Provided information:

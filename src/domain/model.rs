use serde::{Deserialize, Serialize, Serializer};
use std::collections::BTreeMap;
use std::fmt;
use std::str::FromStr;

/// 資料來源
#[derive(Debug, Clone, Copy, PartialEq, Eq, Hash, Serialize, Deserialize)]
pub enum Provider {
    /// SPARQL graph-query endpoint
    #[serde(rename = "DBPEDIA")]
    DbPedia,
    /// Overpass filter-query endpoint
    #[serde(rename = "OSM")]
    Osm,
}

impl fmt::Display for Provider {
    fn fmt(&self, f: &mut fmt::Formatter<'_>) -> fmt::Result {
        match self {
            Provider::DbPedia => write!(f, "DBPEDIA"),
            Provider::Osm => write!(f, "OSM"),
        }
    }
}

/// (lat, lon)，序列化為 `[lat, lon]`
#[derive(Debug, Clone, Copy, PartialEq, Deserialize)]
#[serde(from = "[f64; 2]")]
pub struct Coordinates {
    pub lat: f64,
    pub lon: f64,
}

impl Coordinates {
    pub fn new(lat: f64, lon: f64) -> Self {
        Self { lat, lon }
    }
}

impl From<[f64; 2]> for Coordinates {
    fn from(pair: [f64; 2]) -> Self {
        Self::new(pair[0], pair[1])
    }
}

impl Serialize for Coordinates {
    fn serialize<S: Serializer>(&self, serializer: S) -> std::result::Result<S::Ok, S::Error> {
        [self.lat, self.lon].serialize(serializer)
    }
}

/// 各來源特有的選填欄位
#[derive(Debug, Clone, PartialEq, Serialize)]
#[serde(untagged)]
pub enum ProviderDetail {
    Students { students: String },
    Phone { phone: String },
}

/// 統一的大學記錄。只能由 normalizer 建立，建立後 provider 不可變更。
#[derive(Debug, Clone, PartialEq, Serialize)]
pub struct University {
    name: String,
    coordinates: Coordinates,
    website: String,
    #[serde(flatten)]
    detail: ProviderDetail,
    provider: Provider,
}

impl University {
    pub(crate) fn from_graph(
        name: String,
        coordinates: Coordinates,
        website: String,
        students: String,
    ) -> Self {
        Self {
            name,
            coordinates,
            website,
            detail: ProviderDetail::Students { students },
            provider: Provider::DbPedia,
        }
    }

    pub(crate) fn from_filter(
        name: String,
        coordinates: Coordinates,
        website: String,
        phone: String,
    ) -> Self {
        Self {
            name,
            coordinates,
            website,
            detail: ProviderDetail::Phone { phone },
            provider: Provider::Osm,
        }
    }

    pub fn name(&self) -> &str {
        &self.name
    }

    pub fn coordinates(&self) -> Coordinates {
        self.coordinates
    }

    pub fn website(&self) -> &str {
        &self.website
    }

    pub fn students(&self) -> Option<&str> {
        match &self.detail {
            ProviderDetail::Students { students } => Some(students),
            ProviderDetail::Phone { .. } => None,
        }
    }

    pub fn phone(&self) -> Option<&str> {
        match &self.detail {
            ProviderDetail::Phone { phone } => Some(phone),
            ProviderDetail::Students { .. } => None,
        }
    }

    pub fn provider(&self) -> Provider {
        self.provider
    }
}

#[derive(Debug, Clone, Copy, PartialEq, Eq, Hash, Serialize, Deserialize)]
#[serde(rename_all = "lowercase")]
pub enum OsmType {
    Node,
    Way,
    Relation,
}

impl OsmType {
    pub fn as_str(&self) -> &'static str {
        match self {
            OsmType::Node => "node",
            OsmType::Way => "way",
            OsmType::Relation => "relation",
        }
    }
}

impl fmt::Display for OsmType {
    fn fmt(&self, f: &mut fmt::Formatter<'_>) -> fmt::Result {
        f.write_str(self.as_str())
    }
}

impl FromStr for OsmType {
    type Err = String;

    fn from_str(s: &str) -> std::result::Result<Self, Self::Err> {
        // 也接受 Nominatim 的單字母縮寫
        match s.trim().to_ascii_lowercase().as_str() {
            "node" | "n" => Ok(OsmType::Node),
            "way" | "w" => Ok(OsmType::Way),
            "relation" | "r" => Ok(OsmType::Relation),
            other => Err(format!("unknown OSM entity type: {}", other)),
        }
    }
}

#[derive(Debug, Clone, Copy, PartialEq, Eq, Hash, Serialize, Deserialize)]
pub struct OsmEntity {
    pub kind: OsmType,
    pub id: u64,
}

impl OsmEntity {
    pub fn new(kind: OsmType, id: u64) -> Self {
        Self { kind, id }
    }
}

impl fmt::Display for OsmEntity {
    fn fmt(&self, f: &mut fmt::Formatter<'_>) -> fmt::Result {
        write!(f, "{}/{}", self.kind, self.id)
    }
}

/// 觸發一次查詢的輸入
#[derive(Debug, Clone, PartialEq)]
pub struct EntityRequest {
    pub entity: OsmEntity,
    pub city_name: String,
    pub center: Coordinates,
}

/// GeoJSON 幾何，座標順序為 `[lon, lat]`
#[derive(Debug, Clone, PartialEq, Serialize, Deserialize)]
#[serde(tag = "type")]
pub enum Geometry {
    Point { coordinates: [f64; 2] },
    LineString { coordinates: Vec<[f64; 2]> },
    Polygon { coordinates: Vec<Vec<[f64; 2]>> },
    MultiPolygon { coordinates: Vec<Vec<Vec<[f64; 2]>>> },
}

#[derive(Debug, Clone, PartialEq, Serialize, Deserialize)]
pub struct Feature {
    #[serde(rename = "type")]
    pub kind: String,
    pub id: String,
    pub properties: BTreeMap<String, String>,
    pub geometry: Geometry,
}

impl Feature {
    pub fn new(id: String, properties: BTreeMap<String, String>, geometry: Geometry) -> Self {
        Self {
            kind: "Feature".to_string(),
            id,
            properties,
            geometry,
        }
    }
}

#[derive(Debug, Clone, PartialEq, Serialize, Deserialize)]
pub struct FeatureCollection {
    #[serde(rename = "type")]
    pub kind: String,
    pub features: Vec<Feature>,
}

impl FeatureCollection {
    pub fn new(features: Vec<Feature>) -> Self {
        Self {
            kind: "FeatureCollection".to_string(),
            features,
        }
    }

    pub fn len(&self) -> usize {
        self.features.len()
    }

    pub fn is_empty(&self) -> bool {
        self.features.is_empty()
    }
}

/// 被略過的 filter-query 元素及原因
#[derive(Debug, Clone, PartialEq, Serialize)]
pub struct SkippedElement {
    pub index: usize,
    pub reason: String,
}

#[derive(Debug, Clone, PartialEq)]
pub struct FilterNormalization {
    pub universities: Vec<University>,
    pub skipped: Vec<SkippedElement>,
}

#[cfg(test)]
mod tests {
    use super::*;

    #[test]
    fn test_university_serialization_shape() {
        let univ = University::from_filter(
            "Y University".to_string(),
            Coordinates::new(45.7, 4.8),
            "y.edu".to_string(),
            String::new(),
        );
        let json = serde_json::to_value(&univ).unwrap();
        assert_eq!(
            json,
            serde_json::json!({
                "name": "Y University",
                "coordinates": [45.7, 4.8],
                "website": "y.edu",
                "phone": "",
                "provider": "OSM"
            })
        );
    }

    #[test]
    fn test_osm_type_parsing() {
        assert_eq!("relation".parse::<OsmType>().unwrap(), OsmType::Relation);
        assert_eq!("W".parse::<OsmType>().unwrap(), OsmType::Way);
        assert_eq!(" Node ".parse::<OsmType>().unwrap(), OsmType::Node);
        assert!("area".parse::<OsmType>().is_err());
    }

    #[test]
    fn test_geometry_is_tagged_by_type() {
        let geometry = Geometry::Point {
            coordinates: [4.8, 45.7],
        };
        let json = serde_json::to_value(&geometry).unwrap();
        assert_eq!(json["type"], "Point");
        assert_eq!(json["coordinates"], serde_json::json!([4.8, 45.7]));
    }
}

Action item: From the data above, copy out every line with the string "Node" in it.

Your response:
    Node,
            OsmType::Node => "node",
            "node" | "n" => Ok(OsmType::Node),
        assert_eq!(" Node ".parse::<OsmType>().unwrap(), OsmType::Node);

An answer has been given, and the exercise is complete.